Employers use excess benefit plans to recruit, retain, and compensate key employees while keeping the qualified plan within statutory limits. The plan must be designed carefully so that the promised benefit, funding approach, accounting treatment, tax deduction timing, and disclosure obligations align.

Because nonqualified deferred compensation rules can apply, Section 409A is often part of the analysis. Payment timing, deferral elections, separation from service, change in control, disability, death, and acceleration restrictions all need close drafting.

Common Misread

The common mistake is treating every executive supplemental retirement arrangement as an excess benefit plan. Some plans are broader restoration plans, some are top-hat plans, some are bonus deferral plans, and some are account-balance nonqualified deferred compensation plans. The legal classification affects ERISA coverage, tax timing, participant rights, and risk.

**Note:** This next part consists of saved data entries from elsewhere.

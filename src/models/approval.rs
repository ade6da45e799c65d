//! Reaction-driven approval record gating a task's execution.

use chrono::{DateTime, Utc};

/// Lifecycle status of an [`ApprovalRecord`].
#[derive(Debug, Clone, Copy, PartialEq, Eq)]
pub enum ApprovalStatus {
    /// Awaiting an approve/reject reaction.
    Pending,
    /// Resolved via the configured approve reaction.
    Approved,
    /// Resolved via the configured reject reaction.
    Rejected,
}

impl ApprovalStatus {
    /// Lowercase string form, matching the persisted column value.
    #[must_use]
    pub fn as_str(self) -> &'static str {
        match self {
            Self::Pending => "pending",
            Self::Approved => "approved",
            Self::Rejected => "rejected",
        }
    }

    /// Parse the persisted column value back into a status.
    #[must_use]
    pub fn parse(raw: &str) -> Option<Self> {
        match raw {
            "pending" => Some(Self::Pending),
            "approved" => Some(Self::Approved),
            "rejected" => Some(Self::Rejected),
            _ => None,
        }
    }
}

/// One pending-or-resolved approval gate for a single task.
#[derive(Debug, Clone, PartialEq, Eq)]
pub struct ApprovalRecord {
    /// The task this approval gates; primary key.
    pub task_id: String,
    /// Channel the source command message lives in.
    pub channel_id: String,
    /// ts of the original command message.
    pub source_message_ts: String,
    /// ts of the bot-posted plan message.
    pub approval_message_ts: String,
    /// Reaction name that approves this task.
    pub approve_reaction: String,
    /// Reaction name that rejects this task.
    pub reject_reaction: String,
    /// Current resolution status.
    pub status: ApprovalStatus,
    /// Slack user id who resolved the approval, once resolved.
    pub decided_by: Option<String>,
    /// Reaction name that resolved the approval, once resolved.
    pub decision_reaction: Option<String>,
    /// Creation timestamp.
    pub created_at: DateTime<Utc>,
    /// Last update timestamp.
    pub updated_at: DateTime<Utc>,
}
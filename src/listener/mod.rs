//! Command-channel ingestion, abstracted behind a single capability so the
//! orchestrator never knows whether it is polling or streaming.
//!
//! Per `spec.md` §9 Design Note 2, both ingestion strategies are modeled as
//! one blocking-receive call: poll mode performs its own pagination inside
//! `receive` and always returns `reactions: []`; socket mode drains events
//! accumulated by a background WebSocket task.

use std::time::Duration;

use crate::models::EventBatch;
use crate::Result;

pub mod poll;
pub mod socket;

pub use poll::PollListener;
pub use socket::SocketListener;

/// A source of normalized Slack events.
#[async_trait::async_trait]
pub trait Listener: Send {
    /// Block for up to `timeout` and return whatever messages/reactions
    /// became available. An empty batch on timeout is not an error.
    ///
    /// # Errors
    ///
    /// Returns `AppError::Listener` if the underlying transport fails.
    async fn receive(&mut self, timeout: Duration) -> Result<EventBatch>;
}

Participants should read the plan document, not just the benefit statement. The key questions are what triggers payment, whether the benefit is vested, whether assets are protected, what happens after termination, and how the plan complies with tax rules.

The Bottom Line

Excess benefit plans provide retirement benefits above qualified-plan limits for selected employees. They can restore meaningful compensation, but they also introduce nonqualified-plan tax, credit, and documentation risks that differ from ordinary retirement-plan benefits.